# How to Perform a Correlation Test in R (With Examples)

One way to quantify the relationship between two variables is to use the Pearson correlation coefficient, which is a measure of the linear association between two variables.

It always takes on a value between -1 and 1 where:

• -1 indicates a perfectly negative linear correlation between two variables
• 0 indicates no linear correlation between two variables
• 1 indicates a perfectly positive linear correlation between two variables

To determine if a correlation coefficient is statistically significant, you can calculate the corresponding t-score and p-value.

The formula to calculate the t-score of a correlation coefficient (r) is:

t = r * √n-2 / √1-r2

The p-value is calculated as the corresponding two-sided p-value for the t-distribution with n-2 degrees of freedom.

### Example: Correlation Test in R

To determine if the correlation coefficient between two variables is statistically significant, you can perform a correlation test in R using the following syntax:

cor.test(x, y, method=c(“pearson”, “kendall”, “spearman”))

where:

• x, y: Numeric vectors of data.
• method: Method used to calculate correlation between two vectors. Default is “pearson.”
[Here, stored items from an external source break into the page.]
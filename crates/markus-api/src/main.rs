//! `markus-api` binary entrypoint.
//!
//! Loads configuration from environment variables and starts the HTTP server.

#![forbid(unsafe_code)]
#![deny(rust_2018_idioms)]

use std::sync::Arc;

use anyhow::{Context, Result};

use markus_api::config::Config;
use markus_api::server::Server;
use markus_core::observability::{LogFormat, init_logging};
use markus_core::store::ParticipantStore;
use markus_core::upload::{CloudinaryGateway, MemoryGateway, UploadGateway};
use markus_sync::google::GoogleSheetsSource;
use markus_sync::source::load_sources;
use markus_sync::synchronizer::Synchronizer;

fn choose_log_format(config: &Config) -> LogFormat {
    if config.debug {
        LogFormat::Pretty
    } else {
        LogFormat::Json
    }
}

#[tokio::main]
async fn main() -> Result<()> {
    let config = Config::from_env()?;
    init_logging(choose_log_format(&config));

    let store = ParticipantStore::open(config.database_path.clone()).with_context(|| {
        format!(
            "failed to open participant store at {}",
            config.database_path.display()
        )
    })?;

    let uploader: Arc<dyn UploadGateway> = if let Some(cloudinary) = config.upload.cloudinary() {
        tracing::info!(cloud = %cloudinary.cloud_name, folder = %cloudinary.folder, "Using Cloudinary uploads");
        Arc::new(CloudinaryGateway::new(cloudinary)?)
    } else {
        if !config.debug {
            anyhow::bail!("Cloudinary credentials are required when MARKUS_DEBUG=false");
        }
        tracing::warn!("Cloudinary not configured; using in-memory uploads (debug only)");
        Arc::new(MemoryGateway::new())
    };

    let mut builder = Server::builder(store.clone()).uploader(uploader);

    if let Some(path) = config.sources_path.as_deref() {
        let sources = load_sources(path)
            .with_context(|| format!("failed to load sync sources from {}", path.display()))?;
        let sheets = GoogleSheetsSource::new(config.google.credentials()).await?;
        tracing::info!(sources = sources.len(), "Spreadsheet sync enabled");
        builder = builder.synchronizer(Synchronizer::new(store, Arc::new(sheets), sources));
    } else {
        tracing::warn!("MARKUS_SOURCES_PATH not set; admin sync is disabled");
    }

    let server = builder.config(config).build();
    server.serve().await?;
    Ok(())
}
For example, suppose we have the following two vectors in R:

```x <- c(2, 3, 3, 5, 6, 9, 14, 15, 19, 21, 22, 23)
y <- c(23, 24, 24, 23, 17, 28, 38, 34, 35, 39, 41, 43)
```

Before we perform a correlation test between the two variables, we can create a quick scatterplot to view their relationship:

```#create scatterplot
plot(x, y, pch=16)
``` There appears to be a positive correlation between the two variables. That is, as one increases the other tends to increase as well.

To see if this correlation is statistically significant, we can perform a correlation test:

```#perform correlation test between the two vectors
cor.test(x, y)

Pearson's product-moment correlation

data:  x and y
t = 7.8756, df = 10, p-value = 1.35e-05
alternative hypothesis: true correlation is not equal to 0
95 percent confidence interval:
0.7575203 0.9799783
sample estimates:
cor
0.9279869 ```

The correlation coefficient between the two vectors turns out to be 0.9279869.

The test statistic turns out to be 7.8756 and the corresponding p-value is 1.35e-05.

Since this value is less than .05, we have sufficient evidence to say that the correlation between the two variables is statistically significant.